What "public" can affect is your legal basis for processing — but it doesn't hand you one for free. You still need to point to a lawful basis under Article 6, document it, and be able to defend it.

The legitimate-interest tightrope

For most B2B scraping, the basis you'll lean on is legitimate interest (Art. 6(1)(f)). It's real and it's usable, but it's not a magic word. It requires a three-part test you should actually write down:

Purpose — is there a genuine, specific interest? "Building a sales prospecting dataset" can qualify. "We might find a use later" does not.
Necessity — do you need this data to achieve it, or could you do it with less? Scraping a whole profile when you needed a company name is a necessity problem.
Balancing — do your interests override the person's rights and reasonable expectations? Someone who posted a work email on a corporate site has different expectations than someone whose home address ended up in a leaked forum dump.

If you can't articulate all three for a given collection, that's your signal to stop, not to proceed and hope.

The obligations people forget

Even with a solid basis, the GDPR imposes duties that scraping makes inconvenient — which is exactly why they get skipped:

Transparency (Art. 14). When you collect personal data about someone from a source other than them, you generally owe them information about it. Yes, this is awkward at scale. No, the awkwardness isn't an exemption, though there are narrow proportionality carve-outs.
Data subject rights. Access, rectification, erasure. If you hold scraped personal data, you need a real process to honor a deletion request — not a promise that you'll get to it.
Data minimization and retention. Don't keep what you don't need, and don't keep it forever. "We scraped everything and we'll store it indefinitely" is the posture regulators are built to punish.
Special categories (Art. 9). Health, political opinions, religion, sexual orientation and the rest carry a much higher bar. Scraping them off a forum does not lower it.

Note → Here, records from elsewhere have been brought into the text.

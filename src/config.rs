use std::env;
use std::fs;
use std::str::FromStr;

use ethers::types::{Address, U256};
use thiserror::Error;

use crate::engine::guard::GuardConfig;
use crate::models::{ProtocolAddresses, ProtocolParameters};

#[derive(Debug, Error)]
pub enum ConfigError {
    #[error("{var} has invalid value {value:?}")]
    Invalid { var: &'static str, value: String },

    #[error("cannot read parameters file {path}: {source}")]
    ParametersFile {
        path: String,
        #[source]
        source: std::io::Error,
    },

    #[error("protocol parameters rejected: {0}")]
    Parameters(String),
}

#[derive(Debug, Clone, PartialEq, Eq)]
pub struct EngineConfig {
    pub guard: GuardConfig,
    pub parameters: ProtocolParameters,
    pub addresses: Option<ProtocolAddresses>,
}

fn parse_or<T: FromStr>(
    lookup: &impl Fn(&str) -> Option<String>,
    var: &'static str,
    default: T,
) -> Result<T, ConfigError> {
    match lookup(var) {
        Some(raw) => raw.trim().parse().map_err(|_| ConfigError::Invalid { var, value: raw }),
        None => Ok(default),
    }
}

fn parse_wad_or(
    lookup: &impl Fn(&str) -> Option<String>,
    var: &'static str,
    default: U256,
) -> Result<U256, ConfigError> {
    match lookup(var) {
        Some(raw) => U256::from_dec_str(raw.trim()).map_err(|_| ConfigError::Invalid { var, value: raw }),
        None => Ok(default),
    }
}

fn parse_address(lookup: &impl Fn(&str) -> Option<String>, var: &'static str) -> Result<Option<Address>, ConfigError> {
    lookup(var)
        .map(|raw| Address::from_str(raw.trim()).map_err(|_| ConfigError::Invalid { var, value: raw }))
        .transpose()
}

impl EngineConfig {
    pub fn from_env() -> Result<Self, ConfigError> {
        // Load configuration files (local overrides first)
        dotenv::from_filename("vault.env").ok();
        dotenv::from_filename("config/vault.env").ok();
        dotenv::dotenv().ok();

        Self::from_lookup(|var| env::var(var).ok())
    }

    /// Builds the configuration from any variable source. Unset variables fall
    /// back to defaults; set but unparsable ones are errors.
    pub fn from_lookup(lookup: impl Fn(&str) -> Option<String>) -> Result<Self, ConfigError> {
        let defaults = GuardConfig::default();
        let guard = GuardConfig {
            shift_cooldown_secs: parse_or(&lookup, "SHIFT_COOLDOWN_SECS", defaults.shift_cooldown_secs)?,
            twap_period_secs: parse_or(&lookup, "TWAP_PERIOD_SECS", defaults.twap_period_secs)?,
            max_twap_deviation_ticks: parse_or(&lookup, "MAX_TWAP_DEVIATION_TICKS", defaults.max_twap_deviation_ticks)?,
        };
        if guard.max_twap_deviation_ticks < 0 {
            return Err(ConfigError::Invalid {
                var: "MAX_TWAP_DEVIATION_TICKS",
                value: guard.max_twap_deviation_ticks.to_string(),
            });
        }

        // A JSON file supplies the base parameters; individual variables override it.
        let base = match lookup("PROTOCOL_PARAMETERS_FILE") {
            Some(path) => {
                let raw = fs::read_to_string(&path).map_err(|source| ConfigError::ParametersFile {
                    path: path.clone(),
                    source,
                })?;
                ProtocolParameters::from_json(&raw).map_err(|e| ConfigError::Parameters(e.to_string()))?
            }
            None => ProtocolParameters::default(),
        };

        let parameters = ProtocolParameters {
            shift_ratio: parse_wad_or(&lookup, "SHIFT_RATIO", base.shift_ratio)?,
            slide_ratio: parse_wad_or(&lookup, "SLIDE_RATIO", base.slide_ratio)?,
            discovery_bips: parse_or(&lookup, "DISCOVERY_BIPS", base.discovery_bips)?,
            shift_anchor_upper_bips: parse_or(&lookup, "SHIFT_ANCHOR_UPPER_BIPS", base.shift_anchor_upper_bips)?,
            slide_anchor_upper_bips: parse_or(&lookup, "SLIDE_ANCHOR_UPPER_BIPS", base.slide_anchor_upper_bips)?,
            low_balance_threshold_factor: parse_or(
                &lookup,
                "LOW_BALANCE_THRESHOLD_FACTOR",
                base.low_balance_threshold_factor,
            )?,
            high_balance_threshold_factor: parse_or(
                &lookup,
                "HIGH_BALANCE_THRESHOLD_FACTOR",
                base.high_balance_threshold_factor,
            )?,
            inflation_fee_bps: parse_or(&lookup, "INFLATION_FEE_BPS", base.inflation_fee_bps)?,
        };
        parameters
            .validate()
            .map_err(|e| ConfigError::Parameters(e.to_string()))?;

        // Protocol addresses are all-or-nothing
        let pool = parse_address(&lookup, "POOL_ADDRESS")?;
        let vault = parse_address(&lookup, "VAULT_ADDRESS")?;
        let deployer = parse_address(&lookup, "DEPLOYER_ADDRESS")?;
        let model_helper = parse_address(&lookup, "MODEL_HELPER_ADDRESS")?;
        let adaptive_supply = parse_address(&lookup, "ADAPTIVE_SUPPLY_ADDRESS")?;
        let addresses = match (pool, vault, deployer, model_helper, adaptive_supply) {
            (Some(pool), Some(vault), Some(deployer), Some(model_helper), Some(adaptive_supply)) => {
                Some(ProtocolAddresses {
                    pool,
                    vault,
                    deployer,
                    model_helper,
                    adaptive_supply,
                })
            }
            _ => None,
        };

        Ok(EngineConfig {
            guard,
            parameters,
            addresses,
        })
    }
}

What the tooling can and can't do for you

Here's the honest division of labor. A scraping platform can't make your purpose lawful — that's your call and your liability. But it can and should give you the controls that make compliance operable:

Rate limiting and robots awareness, so you're not hammering a target or ignoring its stated wishes.
Configurable retention, legal hold, and scheduled purge, so "delete after 90 days" is a setting, not a someday.
Deletion and export workflows, so a data subject request maps to an action you can actually take.
Audit trails, so you can show what was collected, when, and under what configuration — which is the difference between "trust us" and a defensible record.
EU data residency, so you're not bolting an international-transfer problem onto everything else.

That's the line we draw with ScrapeNest. We don't decide what's lawful for you to collect, and we won't scrape on your behalf without your instruction. What we provide is infrastructure that assumes you have obligations and gives you the levers to meet them — because the alternative, infrastructure that pretends scraping is consequence-free, is selling you a future incident.

The short version

Public data is still personal data. Legitimate interest is a test you document, not a phrase you invoke. Minimize what you take, set a retention clock, and keep a record of what you did. Do that, and scraping is a normal, defensible business activity. Skip it, and "the data was public" is the first thing you'll say to a regulator — right before they explain why it doesn't matter.